30 091
Regels die een geconcentreerde aanpak van grootstedelijke problemen mogelijk maken (Wet bijzondere maatregelen grootstedelijke problematiek)

nr. 37
AMENDEMENT VAN HET LID ADELMUND

Ontvangen 14 september 2005

De ondergetekende stelt het volgende amendement voor:

Aan artikel 5 wordt een lid toegevoegd, luidende:

3. De aanwijzing, bedoeld in het eerste lid, geschiedt pas nadat de Minister van Volkshuisvesting, Ruimtelijke Ordening en Milieubeheer het advies van de Commissie gelijke behandeling, bedoeld in artikel 11 van de Algemene wet gelijke behandeling, heeft ingewonnen over de vraag of de beoogde aanwijzing leidt tot indirect onderscheid en of dat onderscheid objectief wordt gerechtvaardigd in de zin van artikel 2, eerste lid, van die wet. De Commissie gelijke behandeling brengt haar advies uit binnen een termijn van ten hoogste zes weken nadat het advies is gevraagd.

Toelichting

De objectieve rechtvaardiging van mogelijk indirect discriminerende effecten van de inkomenseis in de wet is in algemene zin niet op voorhand te bepalen. Op lokaal niveau zal de gemeenteraad moeten vaststellen wat het doel van de maatregel is en of er alternatieven zijn waarmee het doel ook kan worden bereikt waardoor geen of in mindere mate onderscheid wordt gemaakt.

Pas op dat moment kan de vraag of er een objectieve rechtvaardiging van mogelijke discriminerende effecten bestaat, beantwoord worden.
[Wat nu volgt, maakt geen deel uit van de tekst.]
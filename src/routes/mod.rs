pub mod candidates;
pub mod health;
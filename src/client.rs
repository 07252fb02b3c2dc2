//! Typed HTTP client for the candidate API.
//!
//! Mirrors what the browser UI does: payloads are checked with the same rules
//! the server applies before any request is sent, and failure envelopes are
//! surfaced with their `message` and `field` intact.

use reqwest::{Client, RequestBuilder, StatusCode};
use serde::de::DeserializeOwned;

use crate::dto::api_response::{ApiResponse, FieldViolation};
use crate::dto::candidate_dto::CandidatePayload;
use crate::error::{Error, EMAIL_EXISTS};
use crate::models::candidate::{Candidate, CandidateStatistics, CandidateStatus};
use crate::utils::validation::validate_payload;

#[derive(Debug, thiserror::Error)]
pub enum ClientError {
    #[error("Validation failed: {0:?}")]
    Validation(Vec<FieldViolation>),

    #[error("{message}")]
    Api {
        status: StatusCode,
        message: String,
        field: Option<String>,
        errors: Vec<FieldViolation>,
    },

    #[error("HTTP error: {0}")]
    Http(#[from] reqwest::Error),
}

impl ClientError {
    /// True when the server refused the write because the email is taken.
    pub fn is_email_conflict(&self) -> bool {
        matches!(
            self,
            ClientError::Api { status, field, message, .. }
                if *status == StatusCode::CONFLICT
                    && field.as_deref() == Some("email")
                    && message.contains(EMAIL_EXISTS)
        )
    }

    pub fn status(&self) -> Option<StatusCode> {
        match self {
            ClientError::Api { status, .. } => Some(*status),
            ClientError::Http(err) => err.status(),
            ClientError::Validation(_) => None,
        }
    }
}

#[derive(Debug, Clone)]
pub struct CandidateClient {
    http: Client,
    base_url: String,
}

impl CandidateClient {
    /// `base_url` is the server root, e.g. `http://localhost:3000`.
    pub fn new(base_url: impl Into<String>) -> Self {
        Self::with_client(Client::new(), base_url)
    }

    pub fn with_client(http: Client, base_url: impl Into<String>) -> Self {
        let base_url = base_url.into().trim_end_matches('/').to_string();
        Self { http, base_url }
    }

    fn url(&self, path: &str) -> String {
        format!("{}/api/candidates{}", self.base_url, path)
    }

    pub async fn list(
        &self,
        search: Option<&str>,
        status: Option<CandidateStatus>,
    ) -> Result<Vec<Candidate>, ClientError> {
        let mut params: Vec<(&str, String)> = Vec::new();
        if let Some(search) = search.map(str::trim).filter(|s| !s.is_empty()) {
            params.push(("search", search.to_string()));
        }
        if let Some(status) = status {
            params.push(("status", status.to_string()));
        }
        let response: ApiResponse<Vec<Candidate>> =
            self.send(self.http.get(self.url("")).query(&params)).await?;
        Ok(response.data.unwrap_or_default())
    }

    pub async fn get(&self, id: i32) -> Result<Candidate, ClientError> {
        let response = self.send(self.http.get(self.url(&format!("/{}", id)))).await?;
        Self::data(response)
    }

    pub async fn create(&self, payload: &CandidatePayload) -> Result<Candidate, ClientError> {
        Self::check(payload)?;
        let response = self
            .send(self.http.post(self.url("")).json(payload))
            .await?;
        Self::data(response)
    }

    pub async fn update(&self, id: i32, payload: &CandidatePayload) -> Result<Candidate, ClientError> {
        Self::check(payload)?;
        let response = self
            .send(self.http.put(self.url(&format!("/{}", id))).json(payload))
            .await?;
        Self::data(response)
    }

    pub async fn delete(&self, id: i32) -> Result<(), ClientError> {
        let _: ApiResponse<serde_json::Value> = self
            .send(self.http.delete(self.url(&format!("/{}", id))))
            .await?;
        Ok(())
    }

    pub async fn stats(&self) -> Result<CandidateStatistics, ClientError> {
        let response = self.send(self.http.get(self.url("/stats"))).await?;
        Self::data(response)
    }

    fn check(payload: &CandidatePayload) -> Result<(), ClientError> {
        match validate_payload(payload.clone()) {
            Ok(_) => Ok(()),
            Err(Error::Validation(errors)) => {
                Err(ClientError::Validation(FieldViolation::from_errors(&errors)))
            }
            Err(other) => Err(ClientError::Validation(vec![FieldViolation {
                field: "payload".to_string(),
                message: other.to_string(),
            }])),
        }
    }

    fn data<T>(response: ApiResponse<T>) -> Result<T, ClientError> {
        response.data.ok_or_else(|| ClientError::Api {
            status: StatusCode::OK,
            message: "Response did not contain data".to_string(),
            field: None,
            errors: Vec::new(),
        })
    }

    async fn send<T: DeserializeOwned>(
        &self,
        request: RequestBuilder,
    ) -> Result<ApiResponse<T>, ClientError> {
        let response = request.send().await?;
        let status = response.status();
        let body: ApiResponse<T> = response.json().await?;

        if !status.is_success() || !body.success {
            tracing::debug!(%status, message = ?body.message, "Candidate API request failed");
            return Err(ClientError::Api {
                status,
                message: body
                    .message
                    .unwrap_or_else(|| "API request failed".to_string()),
                field: body.field,
                errors: body.errors.unwrap_or_default(),
            });
        }
        Ok(body)
    }
}
pub mod candidate;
De Kamer hecht veel waarde aan het oordeel van de Commissie gelijke behandeling ten aanzien van de objectieve rechtvaardiging.

Daarom wordt in dit amendement de verplichting opgenomen om bij het aanwijzingsbesluit van de minister aan de Commissie gelijke behandeling te vragen onderzoek te doen naar de objectieve rechtvaardiging.

Aangenomen wordt dat de bevindingen van de Commissie worden gevoegd bij de informatie over de aanwijzing die de minister ingevolge toezegging naar de Kamer zendt.